J’avais partiellement repris espoir en découvrant en 2003 une édition en livre de poche (220 petites pages) d’une sorte de ‘morceaux choisis’ et traduits, publié sous le titre insolite mais pertinent ‘De l’essentielle hétérogénéité de l’être’, (Edition Payot -Rivages poche). Sélection traduite (et brièvement mais utilement présentée en sept pages) par V. Martinez, qui veillait à informer sommairement le lecteur de l’origine des fragments de textes ainsi compilés. Mais sélection frustrante puisqu’elle nous privait de tant d’autres pages possibles dont nous ne pouvions rien deviner, l’éditeur nous ayant caché ses critères de sélection ! Chacune de ces petites pages était si stimulante que le désir d’accéder aux pages supprimées s’avivait de plus en plus. Ah, que je regrettais de n’être pas capable de lire plus de quelques lignes dans la langues de Cervantès ou de B. Gracian sans l’aide permanente d’un bon dictionnaire de traduction
Et voilà que les éditions du Rocher nous proposent une traduction apparemment complète (442 pages) de cet exceptionnel ouvrage que A Machado avait compilé puis publié entre 1936 (à Madrid) et 1937 (à Valence) dans les mois qui précédaient la chute de la République espagnole et la mort d’A Machado fuyant les Franquistes à Collioure, le 22 février 39.
« Informé
par Corpus Barga, un écrivain espagnol rencontré par
hasard, que « Antonio Machado était à
l’Espagne ce que Paul Valéry était à la
France et qu’il était malade, et, comme sa mère,
incapable de continuer à pied », un commissaire de
police (français) prête sa voiture qui les emmène
à Cerbère. Ils passent la nuit dans un wagon de train
abandonné. Le lendemain, 28 janvier, ils prennent le train
jusqu’à Collioure.
Antonio Machado meurt dans une
chambre de l’hôtel Quintana le 22 février.

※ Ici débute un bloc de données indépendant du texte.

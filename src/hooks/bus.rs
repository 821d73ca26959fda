//! JSON Lines 事件总线
//!
//! 进程外宿主把事件逐行写入 stdin（格式见 [`HostEnvelope`]），
//! 总线解析后按顺序分发给所有已注册的处理器。无法解析的行直接跳过。

use super::types::{AutoRetryEndEvent, HostEnvelope, HostEventKind, ToolCallEvent, TurnEndEvent};
use super::{EventBus, HostEventHandler, StaticSession};
use anyhow::Result;
use serde_json::Value;
use std::sync::Arc;
use tokio::io::{AsyncBufRead, AsyncBufReadExt};
use tracing::{debug, info};

/// JSON Lines 事件总线
#[derive(Default)]
pub struct JsonLinesBus {
    handlers: Vec<Arc<dyn HostEventHandler>>,
}

impl JsonLinesBus {
    pub fn new() -> Self {
        Self::default()
    }

    /// 已注册的处理器数量
    pub fn handler_count(&self) -> usize {
        self.handlers.len()
    }

    /// 读取直到 EOF，返回成功分发的事件数
    pub async fn run<R>(&self, mut reader: R) -> Result<usize>
    where
        R: AsyncBufRead + Unpin,
    {
        let mut buf = Vec::new();
        let mut delivered = 0;

        loop {
            buf.clear();
            if reader.read_until(b'\n', &mut buf).await? == 0 {
                break;
            }
            let line = match std::str::from_utf8(&buf) {
                Ok(line) => line.trim(),
                Err(e) => {
                    debug!(error = %e, "Skipping non UTF-8 event line");
                    continue;
                }
            };
            if line.is_empty() {
                continue;
            }
            match serde_json::from_str::<HostEnvelope>(line) {
                Ok(envelope) => {
                    if self.deliver(envelope).await {
                        delivered += 1;
                    }
                }
                Err(e) => debug!(error = %e, "Skipping unparsable event line"),
            }
        }

        info!(delivered, "Event stream closed");
        Ok(delivered)
    }

    /// 分发一个事件；载荷结构无法识别时返回 false
    pub async fn deliver(&self, envelope: HostEnvelope) -> bool {
        let ctx = StaticSession(envelope.session_id);
        match envelope.kind {
            HostEventKind::TurnEnd => match parse::<TurnEndEvent>(envelope.event) {
                Some(event) => {
                    for handler in &self.handlers {
                        handler.on_turn_end(event.clone(), &ctx).await;
                    }
                    true
                }
                None => false,
            },
            HostEventKind::ToolCall => match parse::<ToolCallEvent>(envelope.event) {
                Some(event) => {
                    for handler in &self.handlers {
                        handler.on_tool_call(event.clone(), &ctx).await;
                    }
                    true
                }
                None => false,
            },
            HostEventKind::AutoRetryEnd => match parse::<AutoRetryEndEvent>(envelope.event) {
                Some(event) => {
                    for handler in &self.handlers {
                        handler.on_auto_retry_end(event.clone(), &ctx).await;
                    }
                    true
                }
                None => false,
            },
        }
    }
}

impl EventBus for JsonLinesBus {
    fn subscribe(&mut self, handler: Arc<dyn HostEventHandler>) {
        self.handlers.push(handler);
    }
}

fn parse<T: serde::de::DeserializeOwned>(payload: Value) -> Option<T> {
    let payload = if payload.is_null() {
        Value::Object(Default::default())
    } else {
        payload
    };
    serde_json::from_value(payload)
        .map_err(|e| debug!(error = %e, "Ignoring malformed event payload"))
        .ok()
}
//! Gotify 客户端模块
//!
//! 通过 `POST <base>/message` 推送通知，认证头为 `X-Gotify-Key`。

use super::channel::{NotificationChannel, SendResult};
use anyhow::{anyhow, Result};
use async_trait::async_trait;
use reqwest::Client;
use serde::Serialize;
use std::time::Duration;
use tracing::{debug, warn};

/// 推送优先级（固定值）
pub const GOTIFY_PRIORITY: u8 = 5;

/// 单次推送超时（秒）
pub const GOTIFY_TIMEOUT_SECS: u64 = 10;

/// Gotify 客户端配置
#[derive(Debug, Clone, Default)]
pub struct GotifyConfig {
    /// Gotify base URL（不带结尾 `/`）
    pub base_url: String,
    /// 应用 token
    pub token: String,
}

/// 推送请求载荷
#[derive(Debug, Serialize)]
pub struct GotifyMessage<'a> {
    pub title: &'a str,
    pub message: &'a str,
    pub priority: u8,
}

/// Gotify 推送渠道
#[derive(Debug, Clone)]
pub struct GotifyChannel {
    client: Client,
    config: GotifyConfig,
}

impl GotifyChannel {
    /// 创建新的 Gotify 渠道
    pub fn new(config: GotifyConfig) -> Result<Self> {
        let client = Client::builder()
            .timeout(Duration::from_secs(GOTIFY_TIMEOUT_SECS))
            .build()
            .map_err(|e| anyhow!("Failed to create HTTP client: {}", e))?;

        Ok(Self { client, config })
    }

    /// 是否已配置地址和 token
    pub fn is_configured(&self) -> bool {
        !self.config.base_url.is_empty() && !self.config.token.is_empty()
    }

    async fn post_message(&self, title: &str, message: &str) -> Result<()> {
        let url = format!("{}/message", self.config.base_url);
        let payload = GotifyMessage {
            title,
            message,
            priority: GOTIFY_PRIORITY,
        };

        let response = self
            .client
            .post(&url)
            .header("X-Gotify-Key", &self.config.token)
            .json(&payload)
            .send()
            .await
            .map_err(|e| anyhow!("HTTP request failed: {}", e))?;

        let status = response.status();
        if !status.is_success() {
            return Err(anyhow!("Gotify returned {}", status));
        }
        Ok(())
    }
}

#[async_trait]
impl NotificationChannel for GotifyChannel {
    fn name(&self) -> &str {
        "gotify"
    }

    async fn push(&self, title: &str, message: &str) -> SendResult {
        if !self.is_configured() {
            return SendResult::Skipped("gotify not configured".to_string());
        }
        if message.is_empty() {
            return SendResult::Skipped("empty message".to_string());
        }

        match self.post_message(title, message).await {
            Ok(()) => {
                debug!(title = %title, chars = message.chars().count(), "Gotify push sent");
                SendResult::Sent
            }
            Err(e) => {
                warn!(error = %e, "Gotify push failed");
                SendResult::Failed(e.to_string())
            }
        }
    }
}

Personne n’aura lu ses derniers textes, perdus entre Barcelone
et Port-Bou ». (‘Collioure,
1939. Les derniers jours d’Antonio Machado, par Jacques
Issorel’.
‘Antonio Machado était à l’Espagne ce que Paul Valéry était à la France’ ? La formule me parait juste et ce pourrait être une bonne présentation de ‘Juan de Mairena’ que de les comparer à l’édition Pléiade des ‘Cahiers’ de P Valéry (édition due à J Robinson-Valéry), pendant que le poème du ‘Caminante …’ pourrait être comparé à l’inscription sur le fronton du Palais de Chaillot à Paris rédigée en 1937 par P Valéry. (« Il dépend de celui qui passe, Que je sois tombe ou trésor, Que je parle ou me taise. Ceci ne tient qu'à toi Ami n'entre pas sans désir »)
Comparaison trop approximative bien sûr qui vaut que par le sous titre (‘Notes, Mots d’esprit, Maximes’) et non par le procédé littéraire de Juan de Mairena, puisque A Machado affecte de rapporter les propos d’un professeur de rhétorique, J. de Mairena, lequel rapporte les réflexions de son propre maître disparu, le Professeur Abel Martin. Procédé original qui lui permet de toujours prendre quelque distance par rapport à son propos, interrogations déférentes de ses étudiants aidant. Ce qui permet une lecture fort confortable (le ‘livre de chevet’ parfait) puisque chaque ‘Note’ s’écrit rarement sur plus d’une page.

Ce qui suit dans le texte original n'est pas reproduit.